The great spirit of Prometheus, and his consideration for others, are beautifully individualized in his answers to his consoler, whom he warns not to incur the wrath of the tyrant by sympathy with the afflicted.
Alone again with the Oceanides, the latter burst forth in fresh strains of pity. "The wide earth echoes wailingly, Stately and antique were thy fallen race, The wide earth waileth thee! Lo! from the holy Asian dwelling-place, Fall for a godhead's wrongs, the mortals' murmuring tears, They mourn within the Colchian land, The virgin and the warrior daughters, And far remote, the Scythian band, Around the broad Maeotian waters, And they who hold in Caucasus their tower, Arabia's martial flower Hoarse-clamouring 'midst sharp rows of barbed spears. One have I seen with equal tortures riven-- An equal god; in adamantine chains Ever and evermore The Titan Atlas, crush'd, sustains The mighty mass of mighty Heaven, And the whirling cataracts roar, With a chime to the Titan's groans, And the depth that receives them moans; And from vaults that the earth are under, Black Hades is heard in thunder; While from the founts of white-waved rivers flow Melodious sorrows, wailing with his wo." Prometheus, in his answer, still farther details the benefits he had conferred on men--he arrogates to himself their elevation to intellect and reason [20].
He proceeds darkly to dwell on the power of Necessity, guided by "the triform fates and the unforgetful Furies," whom he asserts to be sovereign over Jupiter himself.

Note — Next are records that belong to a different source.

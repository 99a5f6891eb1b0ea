//! Expression operator semantics, end to end through `execute`.

mod common;

use common::{output_of, run};
use hazel::DiagnosticKind;
use indoc::indoc;

// =============================================================================
// ARITHMETIC
// =============================================================================

#[test]
fn test_multiplication_before_addition() {
    assert_eq!(output_of("echo 2 + 3 * 4\n"), vec!["14"]);
}

#[test]
fn test_parentheses_override_precedence() {
    assert_eq!(output_of("echo (2 + 3) * 4\n"), vec!["20"]);
}

#[test]
fn test_whole_numbers_print_without_decimal() {
    assert_eq!(output_of("echo 10 / 4\necho 10 / 5\n"), vec!["2.5", "2"]);
}

#[test]
fn test_modulo() {
    assert_eq!(output_of("echo 10 % 3\n"), vec!["1"]);
}

#[test]
fn test_unary_negation() {
    assert_eq!(output_of("set x to 4\necho -x\n"), vec!["-4"]);
}

#[test]
fn test_plus_concatenates_when_either_side_is_a_string() {
    let source = indoc! {r#"
        echo "n=" + 3
        echo 3 + "!"
        echo "a" + "b"
    "#};
    assert_eq!(output_of(source), vec!["n=3", "3!", "ab"]);
}

#[test]
fn test_adding_a_list_is_a_type_error() {
    let result = run("echo [1] + 2\necho \"after\"\n");
    assert_eq!(result.diagnostics.len(), 1);
    assert_eq!(result.diagnostics[0].kind, DiagnosticKind::TypeError);
    assert_eq!(result.output, vec!["null", "after"]);
}

// =============================================================================
// COMPARISON AND EQUALITY
// =============================================================================

#[test]
fn test_natural_language_comparisons() {
    let source = indoc! {"
        echo 1 is 1
        echo 1 is not 2
        echo 3 is greater than 2
        echo 2 is less than 3
        echo 2 is at least 2
        echo 2 is at most 1
    "};
    assert_eq!(
        output_of(source),
        vec!["true", "true", "true", "true", "true", "false"]
    );
}

#[test]
fn test_strings_compare_lexicographically() {
    assert_eq!(output_of("echo \"apple\" < \"banana\"\n"), vec!["true"]);
}

#[test]
fn test_equality_across_types_is_false_not_an_error() {
    let result = run("echo 1 is \"1\"\necho null is not 0\n");
    assert!(result.diagnostics.is_empty());
    assert_eq!(result.output, vec!["false", "true"]);
}

#[test]
fn test_ordering_across_types_is_a_type_error() {
    let result = run("echo 1 < \"a\"\n");
    assert_eq!(result.diagnostics[0].kind, DiagnosticKind::TypeError);
    assert_eq!(result.output, vec!["null"]);
}

// =============================================================================
// LOGIC AND MEMBERSHIP
// =============================================================================

#[test]
fn test_and_or_always_yield_booleans() {
    let source = indoc! {"
        echo 0 or 5
        echo 0 and 5
        echo not null
    "};
    assert_eq!(output_of(source), vec!["true", "false", "true"]);
}

#[test]
fn test_and_short_circuits() {
    // The undefined name on the right is never evaluated.
    let result = run("echo false and missing\n");
    assert!(result.diagnostics.is_empty());
    assert_eq!(result.output, vec!["false"]);
}

#[test]
fn test_list_membership() {
    let source = indoc! {"
        set xs to [1, 2, 3]
        echo xs has 2
        echo 5 is in xs
    "};
    assert_eq!(output_of(source), vec!["true", "false"]);
}

#[test]
fn test_substring_membership() {
    assert_eq!(output_of("echo \"ell\" is in \"hello\"\n"), vec!["true"]);
}

#[test]
fn test_comparison_binds_tighter_than_membership() {
    // Parsed as (x is 2) is in flags.
    let source = indoc! {"
        set x to 2
        set flags to [true]
        echo x is 2 is in flags
    "};
    assert_eq!(output_of(source), vec!["true"]);
}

He declares that Jupiter cannot escape his doom: "His doom," ask the daughters of Ocean, "is it not evermore to reign ?"--"That thou mayst not learn," replies the prophet; "and in the preservation of this secret depends my future freedom." The rejoinder of the chorus is singularly beautiful, and it is with a pathos not common to Aeschylus that they contrast their present mournful strain with that which they poured "What time the silence, erst was broken, Around the baths, and o'er the bed To which, won well by many a soft love-token, And hymn'd by all the music of delight, Our Ocean-sister, bright Hesione, was led!" At the end of this choral song appears Io, performing her mystic pilgrimage [21].